====== DATA TO USE ======

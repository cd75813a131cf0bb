//! Application configuration management.
//!
//! Settings are merged with figment, later layers winning:
//!
//! 1. Built-in defaults
//! 2. The platform config file (`config.toml` under the project config dir)
//! 3. An explicit `--config` file
//! 4. `DUPURGE_*` environment variables (`__` separates nested keys)
//! 5. Command-line flags ([`Config::apply_cli`])

use directories::ProjectDirs;
use figment::providers::{Env, Format, Serialized, Toml};
use figment::Figment;
use serde::{Deserialize, Serialize};
use std::fs;
use std::path::{Path, PathBuf};

use crate::cli::Cli;

/// Prefix for configuration environment variables.
pub const ENV_PREFIX: &str = "DUPURGE_";

/// Configuration and root validation errors.
///
/// All of these are fatal and are reported before any file is read.
#[derive(thiserror::Error, Debug)]
pub enum ConfigError {
    /// The work root equals the golden root or lies inside it.
    #[error("work path is under golden: '{work}' is inside '{golden}'")]
    WorkInsideGolden {
        /// Normalized work root
        work: PathBuf,
        /// Normalized golden root
        golden: PathBuf,
    },

    /// The work root does not exist or is not a directory.
    #[error("work directory not found: {0}")]
    WorkNotFound(PathBuf),

    /// The golden root does not exist or is not a directory.
    #[error("golden directory not found: {0}")]
    GoldenNotFound(PathBuf),

    /// A root could not be made absolute.
    #[error("cannot resolve path {path}: {source}")]
    InvalidPath {
        /// The path as given
        path: PathBuf,
        /// The underlying I/O error
        #[source]
        source: std::io::Error,
    },

    /// An explicitly requested config file does not exist.
    #[error("config file not found: {0}")]
    FileNotFound(PathBuf),

    /// A config layer could not be parsed or merged.
    #[error("invalid configuration: {0}")]
    Load(Box<figment::Error>),

    /// The configuration could not be rendered as TOML.
    #[error("cannot serialize configuration: {0}")]
    Serialize(#[from] toml::ser::Error),

    /// The configuration could not be written.
    #[error("cannot write config to {path}: {source}")]
    Save {
        /// Destination path
        path: PathBuf,
        /// The underlying I/O error
        #[source]
        source: std::io::Error,
    },
}

/// Application configuration.
#[derive(Debug, Clone, PartialEq, Eq, Serialize, Deserialize)]
#[serde(default)]
pub struct Config {
    /// Include paths with a dot-prefixed component.
    pub include_hidden: bool,
    /// Include zero-length files.
    pub include_empty: bool,
    /// Carry-forward limit base; unset means unbounded.
    #[serde(skip_serializing_if = "Option::is_none")]
    pub top: Option<usize>,
    /// Remove directories left empty in the work tree after a purge.
    pub cleanup_empty_dirs: bool,
    /// File names that do not keep a directory alive during cleanup.
    pub marker_files: Vec<String>,
    /// Show progress bars.
    pub progress: bool,
}

impl Default for Config {
    fn default() -> Self {
        Self {
            include_hidden: true,
            include_empty: true,
            top: None,
            cleanup_empty_dirs: true,
            marker_files: vec![".DS_Store".to_string()],
            progress: true,
        }
    }
}

impl Config {
    /// Load the layered configuration.
    ///
    /// The platform config file is used only if it exists; an explicit file
    /// must exist.
    ///
    /// # Errors
    ///
    /// Returns [`ConfigError::FileNotFound`] for a missing explicit file and
    /// [`ConfigError::Load`] if any layer is malformed.
    pub fn load(explicit: Option<&Path>) -> Result<Self, ConfigError> {
        let mut figment = Figment::from(Serialized::defaults(Self::default()));

        if let Some(path) = Self::default_path().filter(|p| p.is_file()) {
            log::debug!("Loading config from {}", path.display());
            figment = figment.merge(Toml::file(path));
        }

        if let Some(path) = explicit {
            if !path.is_file() {
                return Err(ConfigError::FileNotFound(path.to_path_buf()));
            }
            log::debug!("Loading config from {}", path.display());
            figment = figment.merge(Toml::file(path));
        }

        figment = figment.merge(Env::prefixed(ENV_PREFIX).split("__"));

        figment
            .extract()
            .map_err(|e| ConfigError::Load(Box::new(e)))
    }

    /// Apply command-line flags on top of the loaded settings.
    ///
    /// Flags only ever narrow the defaults (skip hidden, skip empty, no
    /// cleanup), so an unset flag leaves the config value alone.
    #[must_use]
    pub fn apply_cli(mut self, cli: &Cli) -> Self {
        if cli.skip_hidden {
            self.include_hidden = false;
        }
        if cli.skip_empty {
            self.include_empty = false;
        }
        if cli.top.is_some() {
            self.top = cli.top;
        }
        if cli.no_cleanup {
            self.cleanup_empty_dirs = false;
        }
        if cli.quiet {
            self.progress = false;
        }
        self
    }

    /// Render the configuration as TOML.
    ///
    /// # Errors
    ///
    /// Returns [`ConfigError::Serialize`] if rendering fails.
    pub fn to_toml(&self) -> Result<String, ConfigError> {
        Ok(toml::to_string_pretty(self)?)
    }

    /// Write the configuration as TOML, creating parent directories.
    ///
    /// # Errors
    ///
    /// Returns [`ConfigError::Save`] on I/O failure.
    pub fn save_to(&self, path: &Path) -> Result<(), ConfigError> {
        let save_err = |source| ConfigError::Save {
            path: path.to_path_buf(),
            source,
        };
        if let Some(parent) = path.parent() {
            fs::create_dir_all(parent).map_err(save_err)?;
        }
        fs::write(path, self.to_toml()?).map_err(save_err)
    }

    /// Get the default platform-specific configuration path.
    #[must_use]
    pub fn default_path() -> Option<PathBuf> {
        ProjectDirs::from("", "", "dupurge").map(|dirs| dirs.config_dir().join("config.toml"))
    }
}
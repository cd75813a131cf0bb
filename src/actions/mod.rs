//! File actions module.
//!
//! This module provides functionality for:
//! - Permanent deletion of a single redundant copy ([`delete`])
//! - Bottom-up removal of directories left empty by a purge ([`cleanup`])
//!
//! ```no_run
//! use dupurge::actions::delete::delete_file;
//! use std::path::Path;
//!
//! let result = delete_file(Path::new("/path/to/duplicate.txt"));
//! ```

pub mod cleanup;
pub mod delete;

// Re-export commonly used types
pub use cleanup::{remove_empty_dirs, CleanupResult};
pub use delete::{delete_file, DeleteError, DeleteResult};
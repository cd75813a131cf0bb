//! Detection followed by resolution, without the CLI shell.

use super::fixture::{create_sample, write_file};
use dupurge::duplicates::detect;
use dupurge::output::TextReporter;
use dupurge::resolution::{
    check_roots, resolve, Deletion, GroupHeader, GroupReporter, NullReporter, ResolvedMember,
    Resolver, Tag,
};
use dupurge::scanner::{Walker, WalkerConfig};
use std::path::{Path, PathBuf};
use tempfile::tempdir;

#[derive(Default)]
struct Recorder {
    headers: Vec<GroupHeader>,
    members: Vec<(PathBuf, Tag, Deletion)>,
}

impl GroupReporter for Recorder {
    fn on_group(&mut self, header: &GroupHeader) {
        self.headers.push(header.clone());
    }

    fn on_member(&mut self, member: &ResolvedMember) {
        self.members
            .push((member.path.clone(), member.tag, member.deletion.clone()));
    }
}

fn walk_all(roots: &[&Path]) -> Vec<PathBuf> {
    roots
        .iter()
        .flat_map(|root| {
            Walker::new(root, WalkerConfig::default())
                .walk()
                .filter_map(Result::ok)
                .collect::<Vec<_>>()
        })
        .collect()
}

#[test]
fn test_golden_members_never_deleted() {
    let dir = tempdir().unwrap();
    create_sample(dir.path());
    let roots = check_roots(&dir.path().join("work"), Some(&dir.path().join("golden"))).unwrap();
    let groups = detect(walk_all(&[roots.work(), roots.golden().unwrap()])).unwrap();

    let mut recorder = Recorder::default();
    let stats = Resolver::from_roots(&roots)
        .with_purge(true)
        .resolve(groups, &mut recorder)
        .unwrap();

    for (path, tag, deletion) in &recorder.members {
        if roots.is_golden(path) {
            assert_ne!(*tag, Tag::Delete, "{} tagged Delete", path.display());
            assert!(path.exists());
        }
        if *tag == Tag::Delete {
            assert_eq!(*deletion, Deletion::Deleted);
            assert!(!path.exists());
        }
    }
    assert!(stats.is_consistent());
    assert_eq!(stats.deleted, stats.to_delete);
}

#[test]
fn test_one_keep_per_group() {
    let dir = tempdir().unwrap();
    create_sample(dir.path());
    let groups = detect(walk_all(&[dir.path()])).unwrap();
    let group_count = groups.len();

    let mut recorder = Recorder::default();
    let stats = resolve(groups, None, false, &mut recorder).unwrap();

    assert_eq!(recorder.headers.len(), group_count);
    let keeps = recorder.members.iter().filter(|(_, t, _)| *t == Tag::Keep).count();
    assert_eq!(keeps, group_count);
    assert_eq!(stats.keep, group_count);
    assert_eq!(stats.skip + stats.to_delete, stats.total - group_count);
}

#[test]
fn test_groups_reported_largest_first() {
    let dir = tempdir().unwrap();
    create_sample(dir.path());
    let groups = detect(walk_all(&[dir.path()])).unwrap();

    let mut recorder = Recorder::default();
    resolve(groups, None, false, &mut recorder).unwrap();

    let order: Vec<_> = recorder.headers.iter().map(|h| (h.size, h.count)).collect();
    assert_eq!(order, vec![(2048, 3), (2048, 2), (100, 2)]);
    let positions: Vec<_> = recorder.headers.iter().map(|h| h.position).collect();
    assert_eq!(positions, vec![1, 2, 3]);
}

#[test]
fn test_work_only_older_kept_newer_deleted() {
    let dir = tempdir().unwrap();
    let older = dir.path().join("a.txt");
    let newer = dir.path().join("b.txt");
    write_file(&older, b"identical", 1_000);
    write_file(&newer, b"identical", 2_000);

    let groups = detect(vec![newer.clone(), older.clone()]).unwrap();
    let stats = resolve(groups, None, true, &mut NullReporter).unwrap();

    assert!(older.exists());
    assert!(!newer.exists());
    assert_eq!((stats.keep, stats.to_delete, stats.deleted), (1, 1, 1));
}

#[test]
fn test_text_report_for_sample() {
    let dir = tempdir().unwrap();
    create_sample(dir.path());
    let roots = check_roots(&dir.path().join("work"), Some(&dir.path().join("golden"))).unwrap();
    let groups = detect(walk_all(&[roots.work(), roots.golden().unwrap()])).unwrap();

    let mut reporter = TextReporter::new(Vec::new(), false);
    Resolver::from_roots(&roots)
        .resolve(groups, &mut reporter)
        .unwrap();
    let report = String::from_utf8(reporter.finish().unwrap()).unwrap();

    assert!(report.contains("(1) Found 3 duplicate files (size: "));
    assert!(report.contains(" 1:  K 'golden/a.jpg' ["));
    assert!(report.contains(" 2:  S 'golden/sub/a_copy.jpg' ["));
    assert!(report.contains(" 3: *D 'work/1/a.jpg' ["));
    assert!(report.contains("(3) Found 2 duplicate files (size: 100 B) in '"));
    assert!(report.contains(" 1:  K '1/.new.jpg' ["));
    assert!(report.contains(" 2: *D '2/c.jpg' ["));
}

#[test]
fn test_copy_vanishing_after_detection_leaves_a_survivor() {
    let dir = tempdir().unwrap();
    let a = dir.path().join("a");
    let b = dir.path().join("b");
    let c = dir.path().join("c");
    write_file(&a, b"same content", 1_000);
    write_file(&b, b"same content", 2_000);
    write_file(&c, b"same content", 3_000);

    let groups = detect(walk_all(&[dir.path()])).unwrap();
    assert_eq!(groups.len(), 1);
    std::fs::remove_file(&a).unwrap();

    let stats = resolve(groups, None, true, &mut NullReporter).unwrap();

    let survivors = [&a, &b, &c].iter().filter(|p| p.exists()).count();
    assert_eq!(survivors, 1);
    assert!(b.exists());
    assert_eq!(stats.deleted + stats.failed, stats.to_delete);
}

======

## REQUIREMENT
Without changing anything, quote the lines from the top of the data to the line that contains "be made absolute.", including that line.

## ANSWER SECTION
repository cd75813a131cf0bb
//! Application configuration management.
//!
//! Settings are merged with figment, later layers winning:
//!
//! 1. Built-in defaults
//! 2. The platform config file (`config.toml` under the project config dir)
//! 3. An explicit `--config` file
//! 4. `DUPURGE_*` environment variables (`__` separates nested keys)
//! 5. Command-line flags ([`Config::apply_cli`])

use directories::ProjectDirs;
use figment::providers::{Env, Format, Serialized, Toml};
use figment::Figment;
use serde::{Deserialize, Serialize};
use std::fs;
use std::path::{Path, PathBuf};

use crate::cli::Cli;

/// Prefix for configuration environment variables.
pub const ENV_PREFIX: &str = "DUPURGE_";

/// Configuration and root validation errors.
///
/// All of these are fatal and are reported before any file is read.
#[derive(thiserror::Error, Debug)]
pub enum ConfigError {
    /// The work root equals the golden root or lies inside it.
    #[error("work path is under golden: '{work}' is inside '{golden}'")]
    WorkInsideGolden {
        /// Normalized work root
        work: PathBuf,
        /// Normalized golden root
        golden: PathBuf,
    },

    /// The work root does not exist or is not a directory.
    #[error("work directory not found: {0}")]
    WorkNotFound(PathBuf),

    /// The golden root does not exist or is not a directory.
    #[error("golden directory not found: {0}")]
    GoldenNotFound(PathBuf),

    /// A root could not be made absolute.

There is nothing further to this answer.